-- Opening Marker --

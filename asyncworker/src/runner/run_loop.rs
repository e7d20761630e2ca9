//! The control loop of a runner process.
//!
//! One [`RunnerLoop`] runs per process and handles one job at a time. Runners coordinate
//! exclusively through the store: claiming a job is an atomic pop, and shutdown requests are
//! persisted on the runner record and checked once per iteration.
use tracing::{instrument, Instrument};

use crate::{
    budget::RunBudget,
    cleaner::{Cleaner, NoopCleaner},
    config::Config,
    executor::{ExecutionError, ExecutorRegistry, Outcome, Output, Report},
    informer::{Informer, NoopInformer},
    job::Job,
    messenger::Messenger,
    runner::{Runner, RunnerId},
    store::Store,
    ConfigurationError, Error,
};

/// Why [`RunnerLoop::listen`] returned.
#[derive(Debug, Clone, Copy, PartialEq, Eq)]
pub enum ListenOutcome {
    /// Nothing was done.
    StoreUnavailable,
    /// The previous run exceeded its timeout and autorecover is off. The runner stays in
    /// [`crate::runner::RunnerState::Timeout`] until it is reset.
    TimedOut,
    /// The runner record says another process is listening.
    AlreadyListening,
    ShutdownRequested,
    /// The run budget was used up.
    Stopped,
}

/// Why [`RunnerLoop::single`] returned.
#[derive(Debug, Clone, Copy, PartialEq, Eq)]
pub enum SingleOutcome {
    StoreUnavailable,
    Listening,
    Busy,
    /// Whether a job was executed.
    Executed(bool),
}

pub struct RunnerLoop<S, I = NoopInformer, C = NoopCleaner> {
    runner_id: RunnerId,
    messenger: Messenger<S>,
    registry: ExecutorRegistry,
    informer: I,
    cleaner: C,
    config: Config,
    force: bool,
}

impl<S: Store> RunnerLoop<S> {
    pub fn new(
        runner_id: impl Into<RunnerId>,
        store: S,
        registry: ExecutorRegistry,
        config: Config,
    ) -> Self {
        Self {
            runner_id: runner_id.into(),
            messenger: Messenger::new(store, &config),
            registry,
            informer: NoopInformer,
            cleaner: NoopCleaner,
            config,
            force: false,
        }
    }
}

impl<S, I, C> RunnerLoop<S, I, C>
where
    S: Store,
    I: Informer,
    C: Cleaner,
{
    pub fn with_informer<T: Informer>(self, informer: T) -> RunnerLoop<S, T, C> {
        RunnerLoop {
            runner_id: self.runner_id,
            messenger: self.messenger,
            registry: self.registry,
            informer,
            cleaner: self.cleaner,
            config: self.config,
            force: self.force,
        }
    }

    pub fn with_cleaner<T: Cleaner>(self, cleaner: T) -> RunnerLoop<S, I, T> {
        RunnerLoop {
            runner_id: self.runner_id,
            messenger: self.messenger,
            registry: self.registry,
            informer: self.informer,
            cleaner,
            config: self.config,
            force: self.force,
        }
    }

    /// Ignore the listening and busy guards, e.g. after a process died without cleaning up.
    pub fn force(self, force: bool) -> Self {
        Self { force, ..self }
    }

    pub fn runner_id(&self) -> &RunnerId {
        &self.runner_id
    }

    pub fn messenger(&self) -> &Messenger<S> {
        &self.messenger
    }

    /// Listens for jobs until the run budget is used up or a shutdown is requested.
    ///
    /// Job failures never end the loop. Store errors do, and are returned.
    #[instrument(skip(self), fields(runner_id = %self.runner_id))]
    pub async fn listen(&self) -> Result<ListenOutcome, Error> {
        if !self.messenger.is_available().await {
            tracing::error!("Store is not available");
            return Ok(ListenOutcome::StoreUnavailable);
        }

        let mut runner = self.runner().await?;
        if runner.is_timed_out() {
            if self.config.runner.autorecover {
                tracing::info!("Autorecover runner after timeout");
                runner.counters.autorecover += 1;
                runner.reset();
                self.messenger.update_runner(&runner).await?;
            } else {
                tracing::error!("Runner has timed out");
                runner.time_out();
                self.messenger.update_runner(&runner).await?;
                return Ok(ListenOutcome::TimedOut);
            }
        }

        if runner.is_listening() && !self.force {
            tracing::debug!("Runner is already listening");
            return Ok(ListenOutcome::AlreadyListening);
        }

        if self.handle_shutdown_signal(&mut runner).await? {
            return Ok(ListenOutcome::ShutdownRequested);
        }

        let budget = RunBudget::from_config(&self.config.runner).sample();
        let out_of_range = || ConfigurationError::RunOutOfRange {
            budget,
            multiplier: self.config.runner.timeout,
        };
        let deadline = tokio::time::Instant::now()
            .checked_add(budget)
            .ok_or_else(out_of_range)
            .inspect_err(|error| tracing::error!(%error, "Refusing to start runner"))?;
        runner
            .start(budget, self.config.runner.timeout)
            .inspect_err(|error| tracing::error!(%error, "Refusing to start runner"))?;
        self.messenger.update_runner(&runner).await?;
        tracing::info!(
            budget_secs = budget.as_secs(),
            "Runner started, listening for jobs"
        );

        while tokio::time::Instant::now() < deadline {
            if self.execute_one().await? {
                self.cleaner.clean_up();
            }

            let mut runner = self.runner().await?;
            if self.handle_shutdown_signal(&mut runner).await? {
                return Ok(ListenOutcome::ShutdownRequested);
            }

            self.messenger.update_queues().await?;
        }

        let mut runner = self.runner().await?;
        runner.counters.stops += 1;
        runner.reset();
        self.messenger.update_runner(&runner).await?;
        tracing::info!("Planned shutdown, waiting for restart");
        Ok(ListenOutcome::Stopped)
    }

    /// Executes at most one job, unless the runner is listening or busy elsewhere.
    #[instrument(skip(self), fields(runner_id = %self.runner_id))]
    pub async fn single(&self) -> Result<SingleOutcome, Error> {
        if !self.messenger.is_available().await {
            tracing::error!("Store is not available");
            return Ok(SingleOutcome::StoreUnavailable);
        }

        let runner = self.runner().await?;
        if !self.force && runner.is_listening() {
            tracing::info!("Runner is currently listening");
            return Ok(SingleOutcome::Listening);
        }
        if !self.force && runner.is_busy() {
            tracing::info!("Runner is currently busy");
            return Ok(SingleOutcome::Busy);
        }

        tracing::info!("Running a single job");
        let executed = self.execute_one().await?;
        if executed {
            self.cleaner.clean_up();
        }
        Ok(SingleOutcome::Executed(executed))
    }

    /// Claims and executes one job, blocking up to the configured block time for one to arrive.
    ///
    /// Returns whether a job was executed. Missing and cancelled jobs are discarded without
    /// execution.
    #[instrument(skip(self), fields(runner_id = %self.runner_id, job_id))]
    pub async fn execute_one(&self) -> Result<bool, Error> {
        let Some(popped) = self
            .messenger
            .pop_job_id(&self.runner_id, self.config.runner.block_timeout())
            .await?
        else {
            return Ok(false);
        };
        let job_id = popped.job_id;
        tracing::Span::current().record("job_id", tracing::field::display(&job_id));

        let Some(mut job) = self.messenger.get_job(&job_id).await? else {
            tracing::info!("Job discarded (missing)");
            return Ok(false);
        };

        if job.is_cancelled() {
            self.messenger.discard_job(&job).await?;
            tracing::info!("Job discarded (cancelled)");
            return Ok(false);
        }

        tracing::info!(queue = %popped.queue, "Job found in queue {}", popped.queue);
        let mut runner = self.runner().await?;
        runner.add_job_id(&job_id);
        self.messenger.update_runner(&runner).await?;

        let Some(report) = self.execute(&mut job).await? else {
            let mut runner = self.runner().await?;
            runner.remove_job_id(&job_id);
            self.messenger.update_runner(&runner).await?;
            return Ok(false);
        };

        self.informer
            .inform_about_job(&job, &report.return_data)
            .await;

        match report.outcome() {
            Outcome::Invalid => tracing::error!("Job invalid"),
            Outcome::Successful => tracing::info!("Job successful"),
            Outcome::Erroneous => tracing::error!("Job erroneous"),
        }

        let mut runner = self.runner().await?;
        runner.counters.jobs += 1;
        runner.remove_job_id(&job_id);
        self.messenger.update_runner(&runner).await?;

        Ok(true)
    }

    // The job is marked as running before the executor is invoked. A crash during execution
    // leaves a running record behind instead of executing the job twice.
    //
    // `None` means the job vanished before it could be claimed and was not executed.
    async fn execute(&self, job: &mut Job) -> Result<Option<Report>, Error> {
        let executor = match self.registry.resolve(job, &self.config) {
            Ok(executor) => executor,
            Err(error) => {
                tracing::error!(%error, "Job failed: {error}");
                self.messenger.mark_job_as_failed(job).await?;
                return Ok(Some(Report::for_job(job)));
            }
        };

        if !self.messenger.mark_job_as_running(job, &self.runner_id).await? {
            tracing::info!("Job discarded (vanished before execution)");
            return Ok(None);
        }

        let handle = tokio::spawn({
            let job = job.clone();
            let mut output = Output::new(self.config.runner.passthru);
            let mut report = Report::for_job(&job);
            async move {
                let result = executor.execute(&job, &mut output, &mut report).await;
                (output, report, result)
            }
            .in_current_span()
        });

        let (report, result) = match handle.await {
            Ok((mut output, report, result)) => {
                tracing::debug!(output = %output.fetch(), "Job output");
                (report, result)
            }
            Err(error) => (Report::for_job(job), Err(ExecutionError::from(error))),
        };

        match result {
            Ok(()) => {
                self.messenger.discard_job(job).await?;
            }
            Err(error) => {
                tracing::error!(
                    error_type = error.error_type(),
                    ?error,
                    "Job failed: {error}"
                );
                self.messenger.mark_job_as_failed(job).await?;
            }
        }
        Ok(Some(report))
    }

    async fn runner(&self) -> Result<Runner, Error> {
        self.messenger.get_runner(&self.runner_id).await
    }

    async fn handle_shutdown_signal(&self, runner: &mut Runner) -> Result<bool, Error> {
        if !runner.has_shutdown_signal() {
            return Ok(false);
        }
        tracing::info!("Shutdown request detected, shutting down");
        runner.counters.shutdowns += 1;
        runner.reset();
        self.messenger.update_runner(runner).await?;
        Ok(true)
    }
}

-- Closing Marker --

## [Problem to solve]
State how many lines in the entries hold "NoopCleaner". Nothing should come before or after the number.

## [Result of this task]
3